A precious good whose delicate complex order and freedom can at any moment be overthrown
Asra Q. Nomani, "Hate at the Local Mosque," The New York Times, May 6, 2004.via Tac
MORGANTOWN, W.Va. — Not long ago in my little mosque around the corner from a McDonald's, a student from the university here delivered a sermon. To love the Prophet Muhammad, he said, "is to hate those who hate him." He railed against man-made doctrines that replace Islamic law, and excoriated the "enemies of Islam" who deny strict adherence to Sunnah, or the ways of Muhammad. While he wasn't espousing violence, his words echoed the extremist vocabulary of Wahhabism, used by some followers to breed militant attitudes.
Like others who listened that day, I was stung by the sermon. It stands in chilling contrast to reforms taking place within Muslim communities nationwide. In fact, only months earlier at my mosque, my mother, sister-in-law, niece and I prayed in the main hall, an act of defiance that led to a reversal of the policy that women had to pray in a secluded balcony. Sadly, I have learned that the realization of an inclusive Islam is a fragile thing, even in this country. Americans need not look elsewhere to hear hate-filled rhetoric preached by fundamentalists. It resounds in our own back yards.

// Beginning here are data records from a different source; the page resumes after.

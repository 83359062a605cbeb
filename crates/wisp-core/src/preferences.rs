//! Operator preferences stored in global git config
//!
//! Preferences live under the `wisp.*` namespace of `git config --global`,
//! so they follow the operator across machines the same way their git
//! identity does. Only a fixed set of keys is recognized.

use crate::error::WispError;
use crate::process::{self, RunOptions};
use crate::worktree::GitCli;

/// Recognized preference keys (the part after `wisp.`)
pub const SUPPORTED_KEYS: &[&str] = &["agent", "terminal", "editor", "worktreesDirectory"];

/// All `wisp.*` preferences read in one pass
#[derive(Debug, Clone, Default, PartialEq, Eq)]
pub struct Preferences {
    pub agent: Option<String>,
    pub terminal: Option<String>,
    pub editor: Option<String>,
    pub worktrees_directory: Option<String>,
}

/// Reject keys outside the supported set
pub fn validate_key(key: &str) -> Result<(), WispError> {
    if SUPPORTED_KEYS.contains(&key) {
        Ok(())
    } else {
        Err(WispError::Validation(format!(
            "unknown preference key '{}' (supported: {})",
            key,
            SUPPORTED_KEYS.join(", ")
        )))
    }
}

/// Parse null-separated `git config --null --get-regexp` output.
///
/// Each entry is `wisp.<key>\n<value>` terminated by a NUL byte; values may
/// themselves contain newlines.
pub fn parse_preferences(raw: &str) -> Preferences {
    let mut prefs = Preferences::default();

    for entry in raw.split('\0') {
        let Some((key, value)) = entry.split_once('\n') else {
            continue;
        };
        let Some(name) = key.strip_prefix("wisp.") else {
            continue;
        };
        match name {
            "agent" => prefs.agent = Some(value.to_string()),
            "terminal" => prefs.terminal = Some(value.to_string()),
            "editor" => prefs.editor = Some(value.to_string()),
            "worktreesDirectory" => prefs.worktrees_directory = Some(value.to_string()),
            _ => {}
        }
    }

    prefs
}

/// Load all preferences. Absent keys are `None`; an absent namespace is the
/// default struct, not an error.
pub fn load_preferences() -> Result<Preferences, WispError> {
    let (output, status) = process::run_captured_checked(
        "git",
        &process::args(&[
            "config",
            "--global",
            "--null",
            "--get-regexp",
            r"^wisp\.",
        ]),
        &RunOptions::default(),
    )?;

    // Exit code 1 means no matching keys
    match status {
        Ok(_) => Ok(parse_preferences(&output.stdout)),
        Err(WispError::ProcessExecution { code: 1, .. }) => Ok(Preferences::default()),
        Err(e) => Err(e),
    }
}

/// Read a single preference
pub fn get_preference(key: &str) -> Result<Option<String>, WispError> {
    validate_key(key)?;
    GitCli::config_get_global(&format!("wisp.{}", key))
}

/// Set a single preference
pub fn set_preference(key: &str, value: &str) -> Result<(), WispError> {
    validate_key(key)?;
    let full_key = format!("wisp.{}", key);
    let (output, status) = process::run_captured_checked(
        "git",
        &process::args(&["config", "--global", &full_key, value]),
        &RunOptions::default(),
    )?;
    if status.is_err() {
        return Err(WispError::Preferences(format!(
            "failed to set {}: {}",
            full_key,
            output.stderr.trim()
        )));
    }
    Ok(())
}

/// Remove a single preference. Removing an unset key is a no-op.
pub fn remove_preference(key: &str) -> Result<(), WispError> {
    validate_key(key)?;
    let full_key = format!("wisp.{}", key);
    let (output, status) = process::run_captured_checked(
        "git",
        &process::args(&["config", "--global", "--unset", &full_key]),
        &RunOptions::default(),
    )?;
    match status {
        Ok(_) => Ok(()),
        // Exit code 5 means the key did not exist
        Err(WispError::ProcessExecution { code: 5, .. }) => Ok(()),
        Err(_) => Err(WispError::Preferences(format!(
            "failed to remove {}: {}",
            full_key,
            output.stderr.trim()
        ))),
    }
}

#[cfg(test)]
mod tests {
    use super::*;

    #[test]
    fn test_validate_key_supported() {
        for key in SUPPORTED_KEYS {
            assert!(validate_key(key).is_ok());
        }
    }

    #[test]
    fn test_validate_key_rejects_unknown() {
        let err = validate_key("colour").unwrap_err();
        assert!(matches!(err, WispError::Validation(_)));
        assert_eq!(err.exit_code(), 2);
    }

    #[test]
    fn test_parse_preferences_full() {
        let raw = "wisp.agent\nclaude\0wisp.terminal\nghostty\0wisp.editor\nnvim\0wisp.worktreesDirectory\n/work/trees\0";
        let prefs = parse_preferences(raw);
        assert_eq!(prefs.agent.as_deref(), Some("claude"));
        assert_eq!(prefs.terminal.as_deref(), Some("ghostty"));
        assert_eq!(prefs.editor.as_deref(), Some("nvim"));
        assert_eq!(prefs.worktrees_directory.as_deref(), Some("/work/trees"));
    }

    #[test]
    fn test_parse_preferences_empty() {
        assert_eq!(parse_preferences(""), Preferences::default());
    }

    #[test]
    fn test_parse_preferences_value_with_newline() {
        let raw = "wisp.agent\nclaude --model\nopus\0";
        let prefs = parse_preferences(raw);
        assert_eq!(prefs.agent.as_deref(), Some("claude --model\nopus"));
    }

    #[test]
    fn test_parse_preferences_ignores_unrelated_keys() {
        let raw = "wisp.agent\nclaude\0wisp.unknownKey\nvalue\0other.agent\nnot-ours\0";
        let prefs = parse_preferences(raw);
        assert_eq!(prefs.agent.as_deref(), Some("claude"));
        assert!(prefs.terminal.is_none());
    }
}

A month before the student's speech, he and about 10 other men staged the equivalent of a coup. They appointed five in their ranks as the "temporary executive committee" and usurped the board's power to choose who will lead prayers, preach and make management decisions.

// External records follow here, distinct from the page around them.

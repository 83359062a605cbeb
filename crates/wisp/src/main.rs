//! wisp CLI - Disposable git worktrees opened in Zellij sessions

mod cli;
mod commands;
mod output;
mod prompt;

use std::process::ExitCode;

use cli::{Commands, PreferencesCommands, ZellijCommands};

fn main() -> ExitCode {
    let cli = cli::parse();

    let result = match cli.command {
        Commands::Launch {
            name,
            base,
            layout,
            no_agent,
            copy_file,
            detach,
        } => commands::run_launch(name, base, layout, no_agent, copy_file, detach),
        Commands::Attach {
            branch,
            shell,
            exec,
            copy_file,
            placement,
        } => commands::run_attach(branch, shell, exec, copy_file, placement),
        Commands::Agent { name, placement } => commands::run_agent(name, placement),
        Commands::Zellij(zellij_cmd) => match zellij_cmd {
            ZellijCommands::Init {
                global,
                name,
                force,
            } => commands::run_zellij_init(global, name, force),
            ZellijCommands::List => commands::run_zellij_list(),
        },
        Commands::Preferences(preferences_cmd) => match preferences_cmd {
            PreferencesCommands::Set { key, value } => commands::run_preferences_set(key, value),
            PreferencesCommands::Get { key } => commands::run_preferences_get(key),
            PreferencesCommands::Remove { key } => commands::run_preferences_remove(key),
        },
    };

    match result {
        Ok(()) => ExitCode::SUCCESS,
        Err(e) => {
            output::error(&e.to_string());
            // A failed child's own exit code is forwarded when it has one
            let code = e.child_exit_code().unwrap_or_else(|| e.exit_code());
            ExitCode::from(u8::try_from(code).unwrap_or(1))
        }
    }
}
//! CLI argument parsing with clap derive

use clap::{Args, Parser, Subcommand};
use wisp_core::error::WispError;
use wisp_core::zellij::Placement;

const VERSION: &str = env!("CARGO_PKG_VERSION");

/// Wisp - Disposable git worktrees opened in Zellij sessions
#[derive(Parser)]
#[command(name = "wisp")]
#[command(version = VERSION)]
#[command(about = "Disposable git worktrees opened in Zellij sessions alongside an AI coding agent")]
#[command(long_about = "Wisp manages disposable git worktrees and opens them in Zellij sessions.\n\nEach worktree gets its own branch and its own session, laid out with an AI coding agent pane next to shell panes. Layouts resolve from CLI flags, project config, and global config; when nothing is configured a layout is generated on the fly and cleaned up afterwards.")]
pub struct Cli {
    #[command(subcommand)]
    pub command: Commands,
}

#[derive(Subcommand)]
pub enum Commands {
    /// Create or reuse a worktree and open it in a Zellij session
    ///
    /// Resolves the name to an existing worktree, an existing branch, or a
    /// brand-new branch, then opens a session/tab with the resolved layout.
    #[command(long_about = "Create or reuse a worktree and open it in a Zellij session.\n\nResolution:\n  - worktree exists: reuse it\n  - branch exists: attach a worktree to it\n  - otherwise: create branch + worktree from --base (default HEAD)\n\nInside Zellij a tab is added to the current session; outside, a new session is created. --detach opens the session in a new terminal window.")]
    Launch {
        /// Worktree (and branch, and session) name
        name: String,

        /// Base ref for a newly created branch (defaults to HEAD)
        #[arg(long)]
        base: Option<String>,

        /// Layout file to use, overriding all configuration
        #[arg(short, long)]
        layout: Option<String>,

        /// Generate the layout without the AI agent pane
        #[arg(long)]
        no_agent: bool,

        /// Extra file to copy from the root worktree (repeatable)
        #[arg(long = "copy-file")]
        copy_file: Vec<String>,

        /// Open the session in a new terminal window
        #[arg(short, long)]
        detach: bool,
    },

    /// Attach an existing branch as a new worktree
    ///
    /// The branch must already exist; the worktree must not.
    #[command(long_about = "Attach an existing branch as a new worktree.\n\nOptionally enters the worktree (--shell), runs a command in it (--exec), or opens it in a multiplexer pane/tab/window. The mode options are mutually exclusive.")]
    Attach {
        /// Branch to attach
        branch: String,

        /// Open an interactive shell in the new worktree
        #[arg(short, long)]
        shell: bool,

        /// Run a command in the new worktree
        #[arg(short = 'x', long)]
        exec: Option<String>,

        /// Extra file to copy from the root worktree (repeatable)
        #[arg(long = "copy-file")]
        copy_file: Vec<String>,

        #[command(flatten)]
        placement: PlacementArgs,
    },

    /// Run the configured AI agent in an existing worktree
    ///
    /// Inline by default; placement flags open it in a pane, tab, window, or
    /// a fresh session with a generated layout.
    #[command(long_about = "Run the configured AI agent in an existing worktree.\n\nThe agent command comes from wisp.config.json (zellij.agent) or the 'agent' preference. Without placement flags the agent runs inline in the current terminal; --zellij outside a session creates a new session with a generated layout.")]
    Agent {
        /// Worktree to run the agent in
        name: String,

        #[command(flatten)]
        placement: PlacementArgs,
    },

    /// Zellij layout management
    #[command(subcommand)]
    Zellij(ZellijCommands),

    /// Operator preferences stored in global git config
    #[command(subcommand)]
    Preferences(PreferencesCommands),
}

#[derive(Subcommand)]
pub enum ZellijCommands {
    /// Create a layout file from the default template
    ///
    /// Writes .zellij/default.kdl in the project, or the global wisp layout
    /// with --global.
    Init {
        /// Write to ~/.config/zellij/layouts instead of the project
        #[arg(short, long)]
        global: bool,

        /// Layout file name (without .kdl)
        #[arg(short, long)]
        name: Option<String>,

        /// Overwrite an existing layout file
        #[arg(short, long)]
        force: bool,
    },

    /// List project and global layout files
    List,
}

#[derive(Subcommand)]
pub enum PreferencesCommands {
    /// Set a preference (agent, terminal, editor, worktreesDirectory)
    Set { key: String, value: String },

    /// Print a preference value
    Get { key: String },

    /// Remove a preference
    Remove { key: String },
}

/// Where a command should land: a zellij or tmux tab/window or split
#[derive(Debug, Clone, Copy, PartialEq, Eq)]
pub enum PlacementTarget {
    Zellij(Placement),
    Tmux(Placement),
}

/// Multiplexer placement flags shared by `attach` and `agent`
#[derive(Args, Debug, Default)]
pub struct PlacementArgs {
    /// Open in a new Zellij tab (or session, when outside Zellij)
    #[arg(short, long)]
    pub zellij: bool,

    /// Split the current Zellij pane downward
    #[arg(long)]
    pub zellij_vertical: bool,

    /// Split the current Zellij pane rightward
    #[arg(long)]
    pub zellij_horizontal: bool,

    /// Open in a new tmux window
    #[arg(short, long)]
    pub tmux: bool,

    /// Split the current tmux pane downward
    #[arg(long)]
    pub tmux_vertical: bool,

    /// Split the current tmux pane rightward
    #[arg(long)]
    pub tmux_horizontal: bool,
}

impl PlacementArgs {
    /// The single selected placement, or a validation error when flags from
    /// both multiplexers (or several placements) are combined.
    pub fn selection(&self) -> Result<Option<PlacementTarget>, WispError> {
        let selected: Vec<PlacementTarget> = [
            (self.zellij, PlacementTarget::Zellij(Placement::New)),
            (
                self.zellij_vertical,
                PlacementTarget::Zellij(Placement::Vertical),
            ),
            (
                self.zellij_horizontal,
                PlacementTarget::Zellij(Placement::Horizontal),
            ),
            (self.tmux, PlacementTarget::Tmux(Placement::New)),
            (self.tmux_vertical, PlacementTarget::Tmux(Placement::Vertical)),
            (
                self.tmux_horizontal,
                PlacementTarget::Tmux(Placement::Horizontal),
            ),
        ]
        .into_iter()
        .filter_map(|(flag, target)| flag.then_some(target))
        .collect();

        match selected.as_slice() {
            [] => Ok(None),
            [single] => Ok(Some(*single)),
            _ => Err(WispError::Validation(
                "cannot use --tmux and --zellij placement options together".to_string(),
            )),
        }
    }
}

/// Get the command args for use in the application
pub fn parse() -> Cli {
    Cli::parse()
}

These men rally around strict interpretation of the Koran and Sunnah, which last week entailed a sermon that criticized women working outside the home and called women who have lost their chastity worthless. The group has packed the mosque's bookcases with fundamentalist publications.

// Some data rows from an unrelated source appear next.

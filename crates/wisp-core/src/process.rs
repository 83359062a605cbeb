//! External process execution
//!
//! Foundation for everything that shells out: git, zellij, tmux, terminal
//! emulators. Classifies child termination into spawn failure, signal
//! termination, and nonzero exit; zero is the only success. Never exits the
//! calling process itself.

use std::path::Path;
use std::process::{Command, Stdio};

use crate::error::WispError;

/// Options for running an external command
#[derive(Debug, Default)]
pub struct RunOptions {
    /// Working directory for the child
    pub cwd: Option<std::path::PathBuf>,
    /// Extra environment variables, layered over the inherited environment
    pub env: Vec<(String, String)>,
    /// Inherit the caller's stdin/stdout/stderr. Required for shells,
    /// editors, and agents that need a real TTY.
    pub interactive: bool,
}

impl RunOptions {
    pub fn interactive() -> Self {
        Self {
            interactive: true,
            ..Self::default()
        }
    }

    pub fn in_dir(dir: &Path) -> Self {
        Self {
            cwd: Some(dir.to_path_buf()),
            ..Self::default()
        }
    }

    pub fn with_env(mut self, env: Vec<(String, String)>) -> Self {
        self.env = env;
        self
    }

    pub fn with_interactive(mut self, interactive: bool) -> Self {
        self.interactive = interactive;
        self
    }
}

/// Successful completion of a child process
#[derive(Debug, Clone, Copy, PartialEq, Eq)]
pub struct RunSuccess {
    /// Always zero; kept so callers can propagate it explicitly
    pub exit_code: i32,
}

/// Captured output of a non-interactive command
#[derive(Debug, Clone)]
pub struct CapturedOutput {
    pub stdout: String,
    pub stderr: String,
}

fn classify_status(command: &str, status: std::process::ExitStatus) -> Result<RunSuccess, WispError> {
    #[cfg(unix)]
    {
        use std::os::unix::process::ExitStatusExt;
        if let Some(signal) = status.signal() {
            return Err(WispError::ProcessSignal {
                command: command.to_string(),
                signal,
            });
        }
    }

    match status.code() {
        Some(0) => Ok(RunSuccess { exit_code: 0 }),
        Some(code) => Err(WispError::ProcessExecution {
            command: command.to_string(),
            code,
        }),
        // No code and no signal should not happen; treat as failure
        None => Err(WispError::ProcessExecution {
            command: command.to_string(),
            code: -1,
        }),
    }
}

fn build_command(command: &str, args: &[String], options: &RunOptions) -> Command {
    let mut cmd = Command::new(command);
    cmd.args(args);
    if let Some(cwd) = &options.cwd {
        cmd.current_dir(cwd);
    }
    for (key, value) in &options.env {
        cmd.env(key, value);
    }
    cmd
}

/// Run a command to completion.
///
/// Interactive commands inherit the caller's stdio; otherwise stdout/stderr
/// are discarded. Blocks until the child exits.
pub fn run(command: &str, args: &[String], options: &RunOptions) -> Result<RunSuccess, WispError> {
    let mut cmd = build_command(command, args, options);
    if options.interactive {
        cmd.stdin(Stdio::inherit())
            .stdout(Stdio::inherit())
            .stderr(Stdio::inherit());
    } else {
        cmd.stdin(Stdio::null())
            .stdout(Stdio::null())
            .stderr(Stdio::null());
    }

    let status = cmd.status().map_err(|e| WispError::ProcessSpawn {
        command: command.to_string(),
        reason: e.to_string(),
    })?;

    classify_status(command, status)
}

/// Run a command and capture its stdout/stderr.
///
/// Nonzero exit still returns the captured output inside the error path via
/// [`run_captured_checked`]; this variant errors like [`run`] but keeps the
/// streams for the caller.
pub fn run_captured(
    command: &str,
    args: &[String],
    options: &RunOptions,
) -> Result<CapturedOutput, WispError> {
    let (output, _) = run_captured_checked(command, args, options)?;
    Ok(output)
}

/// Run a command, capture output, and report whether it exited zero.
///
/// Spawn failures and signal terminations are still errors; a nonzero exit
/// is returned as data so probes can fail open on it.
pub fn run_captured_checked(
    command: &str,
    args: &[String],
    options: &RunOptions,
) -> Result<(CapturedOutput, Result<RunSuccess, WispError>), WispError> {
    let mut cmd = build_command(command, args, options);
    cmd.stdin(Stdio::null());

    let output = cmd.output().map_err(|e| WispError::ProcessSpawn {
        command: command.to_string(),
        reason: e.to_string(),
    })?;

    let captured = CapturedOutput {
        stdout: String::from_utf8_lossy(&output.stdout).into_owned(),
        stderr: String::from_utf8_lossy(&output.stderr).into_owned(),
    };
    let status = classify_status(command, output.status);

    match status {
        Ok(success) => Ok((captured, Ok(success))),
        Err(e @ WispError::ProcessExecution { .. }) => Ok((captured, Err(e))),
        Err(e) => Err(e),
    }
}

/// Spawn a command and return without waiting for it.
///
/// Used for terminal emulators that take over their own window; the child
/// outlives this invocation.
pub fn spawn_detached(
    command: &str,
    args: &[String],
    options: &RunOptions,
) -> Result<(), WispError> {
    let mut cmd = build_command(command, args, options);
    cmd.stdin(Stdio::null())
        .stdout(Stdio::null())
        .stderr(Stdio::null());

    cmd.spawn().map_err(|e| WispError::ProcessSpawn {
        command: command.to_string(),
        reason: e.to_string(),
    })?;

    Ok(())
}

/// Convenience for building owned argument vectors
pub fn args(parts: &[&str]) -> Vec<String> {
    parts.iter().map(|s| s.to_string()).collect()
}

Even though a majority of the mosque's membership, which is largely made up of West Virginia University students and staff members, is moderate, passivity by it and the board has allowed extremism to take hold. One board leader told me that the board doesn't want to "get aggressive." Tired of such complicity, my father — who helped start the mosque, Morgantown's first, 23 years ago — just resigned from the board.
Christian and Jewish leaders offered to meet with the takeover leaders to discuss promoting tolerance in Morgantown, a city where people from more than 100 countries coexist peacefully. Their offer stands in contrast to the reactions by the Islamic Society of North America and the Council on American-Islamic Relations to complaints I filed. The society said it was available to mediate but would prefer disputes like this be resolved locally. The council, which recently started a "Hate Hurts America" campaign to counter anti-Muslim rhetoric, initially said it did not want to get involved in an "inter-community" issue, but now says it will investigate.
It saddens me that these Muslim organizations and my mosque leadership are reluctant to take a strong stand, because ending hate begins at home. If Muslims in America and elsewhere expect religious tolerance, we must ourselves enforce a zero-tolerance policy against preaching hatred and bigotry. At the very least, American Muslims need to follow the lead of the mainstream Muslim Council of Britain, which sent a letter to 1,000 British mosques urging members to oppose extremism and provide "Islamic guidance" to help "maintain the peace and security of our country."
The goings-on in my small mosque may seem inconsequential, but we are a microcosm of the challenges moderate Islam faces throughout the world. If tolerant and inclusive Islam can't express itself in small corners like Morgantown, where on this earth can the real beauty of Islam flourish?